Absent is any mention that Germany would support a missile defense system if, and only if, global nuclear powers seriously pursued nuclear disarmament. That was a halfway constructive caveat issued by Foreign Minister Guido Westerwelle in 2009 after the United States had succeeded in reformulating the missile shield as a NATO (read: cooperative) project.

De Maizière isn’t saying what new developments have taken place to necessitate the urgent resurrection of the shield project. The Iranian missiles which are the sole object of the whole debate are imaginary and their supposed effectiveness is somewhat of a joke. Why should the German public consider the usefulness and greater good of a missile defense shield?

Well, it shouldn’t. People will eventually begin to get the idea that the missile shield is a sort of defense dinosaur, an idea that got its start back in the time of megalomaniacal defense projects, projects large enough to lend credence to a unified confrontation. In all truth, the project is nothing more than a scaled-down version of Ronald Reagan’s Star Wars. It supposedly now carries a relatively cheap price tag of 200 billion euros ($264 billion).
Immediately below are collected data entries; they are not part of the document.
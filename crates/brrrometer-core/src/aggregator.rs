//! Aggregator: buffers raw samples and turns them into daily records.
//!
//! [`Aggregator`] is the pure state machine: it owns the sample buffer, the
//! time of the last flush and the calendar day last observed. Feeding it a
//! sample and a wall-clock time yields a [`FlushPlan`] whenever the flush
//! interval has elapsed. [`Collector`] is the driver that samples the device,
//! applies plans to an [`ActivityStore`], and runs retention on day rollover.
//!
//! Nothing on the loop path is fatal: store failures are logged and the plan
//! is dropped, device failures were already turned into `0.0` by the sampler.

use std::sync::Arc;
use std::sync::atomic::{AtomicBool, Ordering};
use std::time::{Duration, Instant};

use chrono::{DateTime, Local, NaiveDate, TimeDelta, TimeZone, Utc};
use log::{debug, error, info};

use crate::config::CollectorConfig;
use crate::record::{DailyActivityRecord, MinuteStats};
use crate::retention;
use crate::sampler::Sampler;
use crate::store::ActivityStore;

/// Outcome of one flush: what to merge, and whether the day rolled over.
#[derive(Debug, Clone, PartialEq)]
pub struct FlushPlan {
    /// Day the reduction is attributed to (the flush time's local date).
    pub day: NaiveDate,
    /// `None` when the window held no active sample.
    pub stats: Option<MinuteStats>,
    /// Samples that were in the buffer.
    pub samples: usize,
    /// New current day if the calendar day advanced since the previous flush.
    pub rollover: Option<NaiveDate>,
}

/// Sample buffer and flush timing.
///
/// Flush timing is measured between absolute instants, so a clock shift such
/// as the end of daylight saving time does not stall flushing. Day
/// attribution uses the date in the caller's time zone.
#[derive(Debug, Clone)]
pub struct Aggregator {
    buffer: Vec<f64>,
    last_flush: DateTime<Utc>,
    current_day: NaiveDate,
    flush_interval: TimeDelta,
    threshold: f64,
    minutes_per_sample: f64,
}

impl Aggregator {
    pub fn new<Tz: TimeZone>(config: &CollectorConfig, now: DateTime<Tz>) -> Self {
        let flush_interval =
            TimeDelta::from_std(config.flush_interval).unwrap_or_else(|_| TimeDelta::seconds(60));
        Self {
            buffer: Vec::new(),
            last_flush: now.with_timezone(&Utc),
            current_day: now.date_naive(),
            flush_interval,
            threshold: config.activity_threshold,
            minutes_per_sample: config.minutes_per_sample(),
        }
    }

    pub fn buffered(&self) -> &[f64] {
        &self.buffer
    }

    pub fn current_day(&self) -> NaiveDate {
        self.current_day
    }

    pub fn is_flush_due<Tz: TimeZone>(&self, now: &DateTime<Tz>) -> bool {
        now.with_timezone(&Utc) - self.last_flush >= self.flush_interval
    }

    /// Append a sample, then flush if the interval has elapsed.
    pub fn observe<Tz: TimeZone>(&mut self, sample: f64, now: DateTime<Tz>) -> Option<FlushPlan> {
        self.buffer.push(sample);
        if self.is_flush_due(&now) {
            Some(self.flush(now))
        } else {
            None
        }
    }

    /// Reduce and clear the buffer unconditionally.
    pub fn flush<Tz: TimeZone>(&mut self, now: DateTime<Tz>) -> FlushPlan {
        let samples = self.buffer.len();
        let stats = MinuteStats::reduce(&self.buffer, self.threshold, self.minutes_per_sample);
        self.buffer.clear();
        self.last_flush = now.with_timezone(&Utc);

        let today = now.date_naive();
        let rollover = (today != self.current_day).then_some(today);
        self.current_day = today;

        FlushPlan {
            day: today,
            stats,
            samples,
            rollover,
        }
    }
}

/// What applying a plan actually did.
#[derive(Debug, Default)]
pub struct FlushReport {
    pub merged: Option<DailyActivityRecord>,
    pub purged: Option<usize>,
    /// Store operations that failed and were skipped.
    pub failures: usize,
}

/// Apply a flush plan to the store: merge, then retention on rollover.
///
/// Errors are logged and counted, never returned.
pub fn apply_plan(
    plan: &FlushPlan,
    store: &dyn ActivityStore,
    retention_days: i64,
    now: DateTime<Utc>,
) -> FlushReport {
    let mut report = FlushReport::default();

    match &plan.stats {
        Some(stats) => match store.merge_day(plan.day, stats, now) {
            Ok(record) => {
                info!(
                    "Updated {}: +{:.1} minutes (total: {:.1})",
                    plan.day, stats.minutes, record.active_minutes
                );
                report.merged = Some(record);
            }
            Err(e) => {
                error!("Failed to update {}: {e}", plan.day);
                report.failures += 1;
            }
        },
        None => debug!("No activity in last {} samples", plan.samples),
    }

    if let Some(day) = plan.rollover {
        match retention::purge_expired(store, day, retention_days) {
            Ok(n) => report.purged = Some(n),
            Err(e) => {
                error!("Retention failed for {day}: {e}");
                report.failures += 1;
            }
        }
    }

    report
}

/// Drives sampling, aggregation and persistence.
pub struct Collector {
    aggregator: Aggregator,
    sampler: Sampler,
    store: Arc<dyn ActivityStore>,
    config: CollectorConfig,
}

impl Collector {
    pub fn new(
        config: CollectorConfig,
        sampler: Sampler,
        store: Arc<dyn ActivityStore>,
        now: DateTime<Local>,
    ) -> Self {
        Self {
            aggregator: Aggregator::new(&config, now),
            sampler,
            store,
            config,
        }
    }

    pub fn aggregator(&self) -> &Aggregator {
        &self.aggregator
    }

    /// One loop iteration at wall-clock `now`: sample, buffer, maybe flush.
    pub fn tick(&mut self, now: DateTime<Local>) -> Option<FlushReport> {
        let sample = self.sampler.sample();
        let plan = self.aggregator.observe(sample, now)?;
        Some(apply_plan(
            &plan,
            self.store.as_ref(),
            self.config.retention_days,
            now.with_timezone(&Utc),
        ))
    }

    /// Run until `running` is cleared, one tick per sampling interval.
    pub fn run(&mut self, running: &AtomicBool) {
        info!(
            "GPU activity collector started (source: {}, every {:?}, flush {:?})",
            self.sampler.source_name(),
            self.config.sample_interval,
            self.config.flush_interval
        );
        while running.load(Ordering::SeqCst) {
            let deadline = Instant::now() + self.config.sample_interval;
            self.tick(Local::now());
            while Instant::now() < deadline && running.load(Ordering::SeqCst) {
                std::thread::sleep(Duration::from_millis(100));
            }
        }
        info!(
            "GPU activity collector stopped ({} device read failures)",
            self.sampler.failures()
        );
    }
}

#[cfg(test)]
mod tests {
    use super::*;
    use crate::error::StoreError;
    use crate::sources::ScriptedSource;
    use crate::store::SqliteStore;
    use chrono::{FixedOffset, NaiveDate};

    fn at(y: i32, m: u32, d: u32, h: u32, min: u32, s: u32) -> DateTime<Utc> {
        Utc.with_ymd_and_hms(y, m, d, h, min, s).unwrap()
    }

    fn feed(agg: &mut Aggregator, start: DateTime<Utc>, values: &[f64]) -> Vec<FlushPlan> {
        values
            .iter()
            .enumerate()
            .filter_map(|(i, &v)| agg.observe(v, start + TimeDelta::seconds(5 * (i as i64 + 1))))
            .collect()
    }

    #[test]
    fn flushes_every_minute() {
        let start = at(2024, 4, 1, 10, 0, 0);
        let mut agg = Aggregator::new(&CollectorConfig::default(), start);
        let plans = feed(&mut agg, start, &[50.0; 24]);

        assert_eq!(plans.len(), 2);
        for plan in &plans {
            assert_eq!(plan.samples, 12);
            let stats = plan.stats.unwrap();
            assert!((stats.minutes - 1.0).abs() < 1e-12);
            assert_eq!(stats.peak, 50);
            assert!(plan.rollover.is_none());
        }
        assert!(agg.buffered().is_empty());
    }

    #[test]
    fn idle_window_clears_buffer_without_stats() {
        let start = at(2024, 4, 1, 10, 0, 0);
        let mut agg = Aggregator::new(&CollectorConfig::default(), start);
        let plans = feed(&mut agg, start, &[0.0, 1.0, 0.5, 0.0, 0.0, 0.0, 0.0, 0.0, 0.0, 0.0, 0.0, 0.0]);
        assert_eq!(plans.len(), 1);
        assert!(plans[0].stats.is_none());
        assert!(agg.buffered().is_empty());
    }

    #[test]
    fn late_loop_flushes_fewer_samples() {
        let start = at(2024, 4, 1, 10, 0, 0);
        let mut agg = Aggregator::new(&CollectorConfig::default(), start);
        assert!(agg.observe(30.0, start + TimeDelta::seconds(20)).is_none());
        let plan = agg.observe(30.0, start + TimeDelta::seconds(61)).unwrap();
        assert_eq!(plan.samples, 2);
        assert!((plan.stats.unwrap().minutes - 10.0 / 60.0).abs() < 1e-12);
    }

    #[test]
    fn rollover_detected_once() {
        let start = at(2024, 4, 1, 23, 59, 30);
        let mut agg = Aggregator::new(&CollectorConfig::default(), start);
        agg.observe(10.0, at(2024, 4, 1, 23, 59, 50));
        let plan = agg.observe(10.0, at(2024, 4, 2, 0, 0, 31)).unwrap();
        assert_eq!(plan.rollover, Some(NaiveDate::from_ymd_opt(2024, 4, 2).unwrap()));
        assert_eq!(plan.day, NaiveDate::from_ymd_opt(2024, 4, 2).unwrap());
        assert_eq!(agg.current_day(), NaiveDate::from_ymd_opt(2024, 4, 2).unwrap());

        let next = agg.observe(10.0, at(2024, 4, 2, 0, 1, 31)).unwrap();
        assert!(next.rollover.is_none());
    }

    #[test]
    fn wall_clock_falling_back_keeps_flushing() {
        // 2024-11-03 01:59:30 EDT, then 60 s later the clock reads 01:00:30 EST.
        let edt = FixedOffset::west_opt(4 * 3600).unwrap();
        let est = FixedOffset::west_opt(5 * 3600).unwrap();
        let before = edt.with_ymd_and_hms(2024, 11, 3, 1, 59, 30).unwrap();
        let after = est.with_ymd_and_hms(2024, 11, 3, 1, 0, 30).unwrap();
        assert!(after.naive_local() < before.naive_local());

        let mut agg = Aggregator::new(&CollectorConfig::default(), before);
        assert!(agg.observe(40.0, est.with_ymd_and_hms(2024, 11, 3, 1, 0, 0).unwrap()).is_none());
        let plan = agg.observe(40.0, after).unwrap();
        assert_eq!(plan.samples, 2);
        assert!(plan.rollover.is_none());
        assert_eq!(plan.day, NaiveDate::from_ymd_opt(2024, 11, 3).unwrap());
    }

    #[test]
    fn apply_plan_merges_and_purges() {
        let store = SqliteStore::open_in_memory().unwrap();
        let old = NaiveDate::from_ymd_opt(2023, 1, 1).unwrap();
        let stats = MinuteStats {
            minutes: 1.0,
            peak: 10,
            avg: 10.0,
        };
        store.merge_day(old, &stats, Utc::now()).unwrap();

        let day = NaiveDate::from_ymd_opt(2024, 4, 2).unwrap();
        let plan = FlushPlan {
            day,
            stats: Some(stats),
            samples: 12,
            rollover: Some(day),
        };
        let report = apply_plan(&plan, &store, 365, Utc::now());
        assert_eq!(report.failures, 0);
        assert_eq!(report.purged, Some(1));
        assert_eq!(report.merged.unwrap().date, day);
        assert!(store.get(old).unwrap().is_none());
    }

    struct BrokenStore;

    impl ActivityStore for BrokenStore {
        fn merge_day(
            &self,
            _: NaiveDate,
            _: &MinuteStats,
            _: DateTime<Utc>,
        ) -> Result<DailyActivityRecord, StoreError> {
            Err(StoreError::Io(std::io::Error::other("disk full")))
        }
        fn get(&self, _: NaiveDate) -> Result<Option<DailyActivityRecord>, StoreError> {
            Ok(None)
        }
        fn range(
            &self,
            _: NaiveDate,
            _: NaiveDate,
        ) -> Result<Vec<DailyActivityRecord>, StoreError> {
            Ok(Vec::new())
        }
        fn delete_before(&self, _: NaiveDate) -> Result<usize, StoreError> {
            Err(StoreError::Io(std::io::Error::other("read-only")))
        }
        fn all_desc(&self) -> Result<Vec<DailyActivityRecord>, StoreError> {
            Ok(Vec::new())
        }
        fn ping(&self) -> Result<(), StoreError> {
            Ok(())
        }
    }

    #[test]
    fn store_failures_are_absorbed() {
        let day = NaiveDate::from_ymd_opt(2024, 4, 2).unwrap();
        let plan = FlushPlan {
            day,
            stats: Some(MinuteStats {
                minutes: 1.0,
                peak: 10,
                avg: 10.0,
            }),
            samples: 12,
            rollover: Some(day),
        };
        let report = apply_plan(&plan, &BrokenStore, 365, Utc::now());
        assert_eq!(report.failures, 2);
        assert!(report.merged.is_none());
        assert!(report.purged.is_none());
    }

    #[test]
    fn collector_ticks_into_store() {
        let store: Arc<SqliteStore> = Arc::new(SqliteStore::open_in_memory().unwrap());
        let config = CollectorConfig::default();
        let sampler = Sampler::new(
            Arc::new(ScriptedSource::new(vec![Some(80.0), None, Some(0.0), Some(20.0)])),
            Duration::from_secs(1),
        );
        let start = Local.with_ymd_and_hms(2024, 1, 15, 12, 0, 0).unwrap();
        let mut collector = Collector::new(config, sampler, store.clone(), start);

        let mut reports = Vec::new();
        for i in 1..=12 {
            if let Some(r) = collector.tick(start + TimeDelta::seconds(5 * i)) {
                reports.push(r);
            }
        }
        assert_eq!(reports.len(), 1);

        // 12 samples cycle the script 3 times: 80 and 20 are active, the
        // failure and the 0 are not.
        let rec = store.get(start.date_naive()).unwrap().unwrap();
        assert!((rec.active_minutes - 6.0 * 5.0 / 60.0).abs() < 1e-9);
        assert_eq!(rec.peak_utilization, 80);
        assert!((rec.avg_utilization - 50.0).abs() < 1e-9);
    }

    #[test]
    fn run_returns_when_stopped() {
        let store: Arc<SqliteStore> = Arc::new(SqliteStore::open_in_memory().unwrap());
        let sampler = Sampler::new(Arc::new(ScriptedSource::constant(5.0)), Duration::from_secs(1));
        let mut collector = Collector::new(CollectorConfig::default(), sampler, store, Local::now());
        let running = AtomicBool::new(false);
        collector.run(&running);
        assert!(collector.aggregator().buffered().is_empty());
    }
}
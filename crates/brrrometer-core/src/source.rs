//! Abstract utilization source trait and its metadata.
//!
//! Every device backend implements the [`UtilizationSource`] trait, which
//! provides metadata via [`SourceInfo`], availability checking, and a single
//! instantaneous reading.

use crate::error::DeviceReadError;

/// How a source obtains its reading.
#[derive(Debug, Clone, Copy, PartialEq, Eq, Hash)]
pub enum SourceKind {
    /// Vendor management tool queried as a subprocess.
    VendorTool,
    /// Kernel-exported counter file.
    Sysfs,
    /// In-process fixture (tests, demos).
    Synthetic,
}

impl std::fmt::Display for SourceKind {
    fn fmt(&self, f: &mut std::fmt::Formatter<'_>) -> std::fmt::Result {
        match self {
            Self::VendorTool => f.pad("vendor_tool"),
            Self::Sysfs => f.pad("sysfs"),
            Self::Synthetic => f.pad("synthetic"),
        }
    }
}

/// Target platform for a utilization source.
#[derive(Debug, Clone, Copy, PartialEq, Eq, Hash)]
pub enum Platform {
    /// Works on any platform.
    Any,
    /// Requires Linux.
    Linux,
}

impl std::fmt::Display for Platform {
    fn fmt(&self, f: &mut std::fmt::Formatter<'_>) -> std::fmt::Result {
        match self {
            Self::Any => f.pad("any"),
            Self::Linux => f.pad("linux"),
        }
    }
}

/// Metadata about a utilization source.
#[derive(Debug, Clone)]
pub struct SourceInfo {
    /// Unique identifier (e.g. `"nvidia_smi"`).
    pub name: &'static str,
    /// One-line human-readable description.
    pub description: &'static str,
    pub kind: SourceKind,
    pub platform: Platform,
}

/// Trait that every utilization source must implement.
///
/// Implementations hold whatever device handle they need for their whole
/// lifetime; dropping the source releases it.
pub trait UtilizationSource: Send + Sync {
    /// Source metadata.
    fn info(&self) -> &SourceInfo;

    /// Check if this source can operate on the current machine.
    fn is_available(&self) -> bool;

    /// Read the current utilization percentage, in `0.0..=100.0`.
    fn read(&self) -> Result<f64, DeviceReadError>;

    /// Convenience: name from info.
    fn name(&self) -> &'static str {
        self.info().name
    }
}

/// Validate a raw reading, rejecting NaN and values outside 0..=100.
pub fn checked_percent(value: f64) -> Result<f64, DeviceReadError> {
    if value.is_finite() && (0.0..=100.0).contains(&value) {
        Ok(value)
    } else {
        Err(DeviceReadError::OutOfRange(value))
    }
}
//! SVG rendering of a [`CalendarGrid`].
//!
//! Output is a pure function of `(records, today, theme)`: the same inputs
//! always produce byte-identical documents. When history cannot be loaded the
//! caller serves [`fallback_svg`], an empty canvas of the same size.

use std::collections::BTreeMap;
use std::fmt::Write;

use chrono::{Days, NaiveDate};

use crate::calendar::{CANVAS_HEIGHT, CANVAS_WIDTH, CELL_PITCH, CELL_SIZE, CalendarGrid};
use crate::error::RenderError;
use crate::store::ActivityStore;

/// Default history fetch window, in weeks.
pub const DEFAULT_WEEKS: u32 = 53;
/// Largest accepted fetch window, in weeks.
pub const MAX_WEEKS: u32 = 520;

const FONT_FAMILY: &str = "-apple-system, BlinkMacSystemFont, Segoe UI, Helvetica, Arial, sans-serif";
/// Vertical offset of the cell grid below the month labels.
const GRID_TOP: i64 = 20;
/// Month names sit a little right of their anchoring cell.
const MONTH_LABEL_NUDGE: i64 = 16;
const WEEKDAY_LABELS: [(&str, i64); 3] = [("M", 1), ("W", 3), ("F", 5)];

/// Color scheme.
#[derive(Debug, Clone, Copy, PartialEq, Eq, Hash, Default)]
pub enum Theme {
    #[default]
    Light,
    Dark,
}

/// Colors used by one theme.
#[derive(Debug, Clone, Copy)]
pub struct Palette {
    pub background: &'static str,
    pub text: &'static str,
    /// Fill per activity level 0..=4.
    pub levels: [&'static str; 5],
}

const LIGHT: Palette = Palette {
    background: "#ffffff",
    text: "#57606a",
    levels: ["#ebedf0", "#9be9a8", "#40c463", "#30a14e", "#216e39"],
};

const DARK: Palette = Palette {
    background: "#0d1117",
    text: "#7d8590",
    levels: ["#161b22", "#0e4429", "#006d32", "#26a641", "#39d353"],
};

impl Theme {
    /// Lenient query-parameter parsing; anything unrecognized is light.
    pub fn from_param(value: &str) -> Self {
        if value.trim().eq_ignore_ascii_case("dark") {
            Self::Dark
        } else {
            Self::Light
        }
    }

    pub fn palette(self) -> &'static Palette {
        match self {
            Self::Light => &LIGHT,
            Self::Dark => &DARK,
        }
    }
}

impl std::fmt::Display for Theme {
    fn fmt(&self, f: &mut std::fmt::Formatter<'_>) -> std::fmt::Result {
        match self {
            Self::Light => f.pad("light"),
            Self::Dark => f.pad("dark"),
        }
    }
}

/// Render the heatmap for `records` as seen on `today`.
pub fn render(records: &BTreeMap<NaiveDate, f64>, today: NaiveDate, theme: Theme) -> String {
    render_grid(&CalendarGrid::build(records, today), theme)
}

/// Serialize an already-built grid.
pub fn render_grid(grid: &CalendarGrid, theme: Theme) -> String {
    let palette = theme.palette();
    let mut svg = String::with_capacity(64 * 1024);

    let _ = writeln!(
        svg,
        r#"<svg width="{CANVAS_WIDTH}" height="{CANVAS_HEIGHT}" xmlns="http://www.w3.org/2000/svg">"#
    );
    let _ = writeln!(
        svg,
        r#"    <rect width="{CANVAS_WIDTH}" height="{CANVAS_HEIGHT}" fill="{}" rx="3"/>"#,
        palette.background
    );

    svg.push_str("    ");
    for month in &grid.months {
        let _ = write!(
            svg,
            r#"<text x="{}" y="10" fill="{}" font-size="10" font-family="{FONT_FAMILY}">{}</text>"#,
            month.x + MONTH_LABEL_NUDGE,
            palette.text,
            month.name
        );
    }
    svg.push('\n');

    let _ = writeln!(svg, r#"    <g transform="translate(0, {GRID_TOP})">"#);
    svg.push_str("        ");
    for (label, row) in WEEKDAY_LABELS {
        let _ = write!(
            svg,
            r#"<text x="{}" y="{}" fill="{}" font-size="10" font-family="{FONT_FAMILY}">{label}</text>"#,
            grid.x_offset - 10,
            row * CELL_PITCH + CELL_SIZE,
            palette.text
        );
    }
    svg.push('\n');

    svg.push_str("        ");
    for cell in &grid.cells {
        let _ = write!(
            svg,
            r#"<rect x="{}" y="{}" width="{CELL_SIZE}" height="{CELL_SIZE}" rx="2" fill="{}"><title>{}: {:.0} minutes of activity</title></rect>"#,
            cell.x,
            cell.y,
            palette.levels[usize::from(cell.level.min(4))],
            cell.date.format("%Y-%m-%d"),
            cell.minutes
        );
    }
    svg.push('\n');
    svg.push_str("    </g>\n");

    let _ = writeln!(
        svg,
        r#"    <text x="{}" y="{CANVAS_HEIGHT}" fill="{}" font-family="{FONT_FAMILY}" font-size="11">"#,
        grid.x_offset, palette.text
    );
    let _ = writeln!(
        svg,
        "        {} active days | {} day streak | {} total hours",
        grid.stats.active_days,
        grid.stats.streak,
        grid.stats.rounded_hours()
    );
    svg.push_str("    </text>\n</svg>");
    svg
}

/// Minimal valid graphic of the fixed canvas size.
pub fn fallback_svg(theme: Theme) -> String {
    format!(
        r#"<svg width="{CANVAS_WIDTH}" height="{CANVAS_HEIGHT}" xmlns="http://www.w3.org/2000/svg"><rect width="{CANVAS_WIDTH}" height="{CANVAS_HEIGHT}" fill="{}" rx="3"/></svg>"#,
        theme.palette().background
    )
}

/// Clamp a requested fetch window to `1..=MAX_WEEKS`.
pub fn clamp_weeks(weeks: u32) -> u32 {
    weeks.clamp(1, MAX_WEEKS)
}

/// First date fetched for a `weeks`-long window ending `today`.
pub fn fetch_start(today: NaiveDate, weeks: u32) -> Result<NaiveDate, RenderError> {
    let days = u64::from(clamp_weeks(weeks)) * 7;
    today
        .checked_sub_days(Days::new(days))
        .ok_or_else(|| RenderError::InvalidWindow(format!("{weeks} weeks before {today}")))
}

/// Load `weeks` of history from `store` and render it.
///
/// The fetch window only bounds which records feed the summary statistics;
/// the grid itself always spans the fixed 364-day window.
pub fn render_from_store(
    store: &dyn ActivityStore,
    today: NaiveDate,
    theme: Theme,
    weeks: u32,
) -> Result<String, RenderError> {
    let from = fetch_start(today, weeks)?;
    let records = store.minutes_between(from, today)?;
    Ok(render(&records, today, theme))
}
In order to participate in this project and perhaps have some input, not to mention perhaps snagging a few contracts for German industries, NATO and the German government are willing to risk a confrontation with Russia. Russian government officials have long been on record saying that unless they participated in developing such a shield, they would consider it a risk to Russian security. No one in the West favors that. Even that is a sign that the shield is a true product of the Cold War, the war that’s supposed to be 20 years in the past.